Au contraire, Bayrou a parlé encore et encore de la droite et de la gauche, n’ouvrant jamais la porte à une véritable union nationale, ne faisant jamais un geste en direction des forces tournées vers l’avenir (écologistes, alters, vraix libéraux...). Je n’ai pas reconnu le Bayrou avec qui j’ai discuté lors de la rédaction du cinquième pouvoir. Je n’ai pas retrouvé le Bayrou internaute. Je crois que l’homme se plie au jeu télévisuel et que, au passage, il perd ce qui, en lui, peut faire la différence. En simplifiant pour la TV, il se dénature.
J’ai assisté à un spectacle affligeant, vraiment terrifiant pour un Martien comme moi. Et je me suis demandé si je ne visionnais pas à une fiction sans le savoir. Quand on vient d’une civilisation étrangère, il faut toujours se méfier des coutumes autochtones. Et puis j’ai vu arriver sur scène Dominique Voynet. J’ai compris que c’était sérieux. Il allait enfin être question d’écologie comme si Bayrou n’avait rien à dire sur le sujet. C’est peut-être le cas, ça fait flipper, alors je me suis enfui, j’ai retrouvé mon ordinateur, en me disant qu’ils étaient fous ces Français !
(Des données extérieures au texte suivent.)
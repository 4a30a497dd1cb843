//! Typed values and key-value fields for structured records
//!
//! Fields are kept as an ordered sequence, not a map: encoders must
//! preserve the input order, and duplicate keys are allowed.

use serde::{Deserialize, Serialize};
use std::fmt;

/// Value type for structured logging fields
#[derive(Debug, Clone, PartialEq, Serialize, Deserialize)]
#[serde(untagged)]
pub enum FieldValue {
    Str(String),
    Int(i64),
    Uint(u64),
    Float(f64),
    Bool(bool),
}

impl fmt::Display for FieldValue {
    fn fmt(&self, f: &mut fmt::Formatter<'_>) -> fmt::Result {
        match self {
            FieldValue::Str(s) => write!(f, "{}", s),
            FieldValue::Int(i) => write!(f, "{}", i),
            FieldValue::Uint(u) => write!(f, "{}", u),
            FieldValue::Float(fl) => write!(f, "{}", fl),
            FieldValue::Bool(b) => write!(f, "{}", b),
        }
    }
}

impl From<String> for FieldValue {
    fn from(s: String) -> Self {
        FieldValue::Str(s)
    }
}

impl From<&str> for FieldValue {
    fn from(s: &str) -> Self {
        FieldValue::Str(s.to_string())
    }
}

impl From<i64> for FieldValue {
    fn from(i: i64) -> Self {
        FieldValue::Int(i)
    }
}

impl From<i32> for FieldValue {
    fn from(i: i32) -> Self {
        FieldValue::Int(i64::from(i))
    }
}

impl From<u64> for FieldValue {
    fn from(u: u64) -> Self {
        FieldValue::Uint(u)
    }
}

impl From<u32> for FieldValue {
    fn from(u: u32) -> Self {
        FieldValue::Uint(u64::from(u))
    }
}

impl From<f64> for FieldValue {
    fn from(f: f64) -> Self {
        FieldValue::Float(f)
    }
}

impl From<bool> for FieldValue {
    fn from(b: bool) -> Self {
        FieldValue::Bool(b)
    }
}

/// One key-value pair attached to a record
#[derive(Debug, Clone, PartialEq, Serialize, Deserialize)]
pub struct Field {
    pub key: String,
    pub value: FieldValue,
}

impl Field {
    pub fn new<K, V>(key: K, value: V) -> Self
    where
        K: Into<String>,
        V: Into<FieldValue>,
    {
        Self {
            key: key.into(),
            value: value.into(),
        }
    }
}

impl fmt::Display for Field {
    fn fmt(&self, f: &mut fmt::Formatter<'_>) -> fmt::Result {
        write!(f, "{}={}", self.key, self.value)
    }
}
Comment des personnalités politiques prétendant sauver un pays, sauver l’Europe, sauver le monde, peuvent-elles accepter de se plier à ces simagrées télévisuelles ? Si la démocratie en est arrivée-là, c’est la preuve qu’il faut la réformer de fond en comble, c’est la preuve qu’une révolution est maintenant inévitable. Sinon comment mettre fin au règne des promesses impossibles ?
PS : Quelle absurdité de demander à un candidat de se positionner sur des questions internationales d’un autre temps. C’est vrai qu’il y a des problèmes au proche orient. Je ne vais pas les nier. Mais les véritables questions internationales de notre siècle seront environnementales. Nous ne les règlerons pas avec des sous-marins atomiques. Et puis il faut essayer de se mettre dans la tête que la France n’est plus une grande puissance. Notre rôle n’est pas de faire la police dans le monde mais peut-être de donner l’exemple en matière d’environnement, de social-démocratie, d’art de vivre… Dans ces domaines, nous avons encore des cartes à jouer. Et ça, c’est de la politique internationale essentielle. Arrêtons de juger nos candidats avec des critères du vingtième siècle. Nous sommes bien au vingt-et-unième non ? Je n’ai pas rêvé !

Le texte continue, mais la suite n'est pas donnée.